There is a lot of data out there. Over 1 billion gigabytes (if you can measure it all). As the laws play catch-up with digital privacy and data security, storing outside of Canada will become more and more complicated.
Websites and databases are governed by the laws of where the server is located. For your data to be protected by Canadian Law, your website must be hosted in Canada.
Where the host’s website servers (or data centres) are physically located, doesn’t always come up in conversation. Data is protected by the Canadian constitution if the hosting server is in Canada. If your data centre, (or servers) are outside Canada, your data may be open to seizures or other types of mass surveillance by security companies from other countries.
If it is not, you should at least be informing your customers that their information may be seized by a foreign country. Or, it may be prohibited entirely from leaving Canadian soil, with or without consent.
For your data to be protected by Canadian law against things like the USA Freedom act, sweeping server seizures under the Digital Millennium Copyright Act, the loss of net neutrality, and/or other foreign laws or policies, your website must be hosted on Canadian soil.
In fact, data sovereignty is required by the Canadian Privacy Act and PIPEDA.
Canadians trust websites more if they are hosted in Canada. A 2019 CIRA study found that 64% of Canadians prefer making online purchases from a Canadian retailer. A whooping 75% are comfortable making purchases on a Canadian retail or government site vs only 55% on a U.S. site.
PIPEDA, the Personal Information Protection and Electronic Documents Act protects consumer data across the country. Information can cross borders, and the Canadian business remains liable for any problems. Depending where (what province as they all have different rules), you may be unable to transfer your data outside of Canada.
Provincial privacy laws
Alberta, British Columbia and Quebec have their own private-sector privacy laws that have been deemed substantially similar to PIPEDA. Organizations subject to a substantially similar provincial privacy law are generally exempt from PIPEDA with respect to the collection, use or disclosure of personal information that occurs within that province.
Ontario, New Brunswick, Nova Scotia and Newfoundland and Labrador have also adopted substantially similar legislation regarding the collection, use and disclosure of personal health information.
Information that crosses borders
All businesses that operate in Canada and handle personal information that crosses provincial or national borders are subject to PIPEDA, regardless of the province or territory in which they are based (including provinces with substantially similar legislation).
Considerations for Data Storage and Transfer
If you are thinking of transferring personal information outside your jurisdiction for processing, you must follow PIPEDA’s transfer rules.

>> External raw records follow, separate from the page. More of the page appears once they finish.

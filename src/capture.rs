//! Acquisition state machine and capture thread management
//!
//! The instrument only hands out fresh points for a short while after it has been
//! re-armed, and tends to repeat itself when read sequentially. The acquisition
//! loop compensates in two ways:
//!
//! * **Power refresh** (reset ×2, store, trigger ×2) once per refresh interval and
//!   additionally after every `batch_refresh_every` successful reads.
//! * **Address hopping**: sequential addresses, with a random jump after every
//!   `jump_every`th successful read since the last interval refresh.
//!
//! The link is owned by whichever side is active: the controller while idle, the
//! acquisition thread while capturing. The thread hands it back when it exits.

use crate::error::{ConstellationError, Result};
use crate::link::{DeviceLink, ReadOutcome, Timing, Transport};
use crate::queue::{Sample, SampleProducer};
use crossbeam_channel::{Receiver, RecvTimeoutError, Sender, TryRecvError};
use log::{debug, info, trace, warn};
use rand::rngs::StdRng;
use rand::Rng;
use std::fmt;
use std::ops::RangeInclusive;
use std::sync::atomic::{AtomicBool, AtomicU64, Ordering};
use std::sync::Arc;
use std::thread::{self, JoinHandle};
use std::time::{Duration, Instant};

// Noise injection registers (16-bit values, little-endian register pairs)
const REG_AWGN_LO: u8 = 0x00;
const REG_AWGN_HI: u8 = 0x01;
const REG_PN_LO: u8 = 0x02;
const REG_PN_HI: u8 = 0x03;

// Address reseed ranges per refresh trigger
const INTERVAL_RESEED: RangeInclusive<u8> = 0..=50;
const BATCH_RESEED: RangeInclusive<u8> = 0..=100;
const JUMP_RESEED: RangeInclusive<u8> = 0..=255;

/// Acquisition loop tuning
#[derive(Debug, Clone, Copy, PartialEq, Eq)]
pub struct CaptureConfig {
    /// Maximum time between two scheduled power refreshes
    pub refresh_interval: Duration,
    /// Refresh again after this many successful reads since the last scheduled one
    pub batch_refresh_every: u64,
    /// Jump to a random address on every multiple of this many successful reads
    pub jump_every: u32,
    /// Pause after a read that produced no point
    pub timeout_backoff: Duration,
    /// How long `stop()` waits for the acquisition thread
    pub stop_timeout: Duration,
}

impl Default for CaptureConfig {
    fn default() -> Self {
        Self {
            refresh_interval: Duration::from_secs(1),
            batch_refresh_every: 100,
            jump_every: 3,
            timeout_backoff: Duration::from_millis(5),
            stop_timeout: Duration::from_secs(1),
        }
    }
}

/// Noise levels injected by the device under test
#[derive(Debug, Clone, Copy, PartialEq, Eq)]
pub struct NoiseParameters {
    pub awgn: u16,
    pub pn: u16,
}

impl Default for NoiseParameters {
    fn default() -> Self {
        Self {
            awgn: 0x0800,
            pn: 0x0100,
        }
    }
}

What does PIPEDA not apply to?
PIPEDA does not apply to organizations that do not engage in commercial, for-profit activities.
Unless they are engaging in commercial activities that are not central to their mandate and involve personal information, PIPEDA does not generally apply to:
- not-for-profit and charity groups
- political parties and associations.
Municipalities, universities, schools, and hospitals are generally covered by provincial laws. PIPEDA may only apply in certain situations. For example, if the organization is engaged in a commercial activity which is outside of its core activity such as, a university selling an alumni list.
Unless the personal information crosses provincial or national borders, PIPEDA does not apply to organizations that operate entirely within:
- British Columbia
These three provinces have general private-sector laws that have been deemed substantially similar to PIPEDA.
All businesses that operate in Canada and handle personal information that crosses provincial or national borders are subject to PIPEDA regardless of which province or territory they are based in.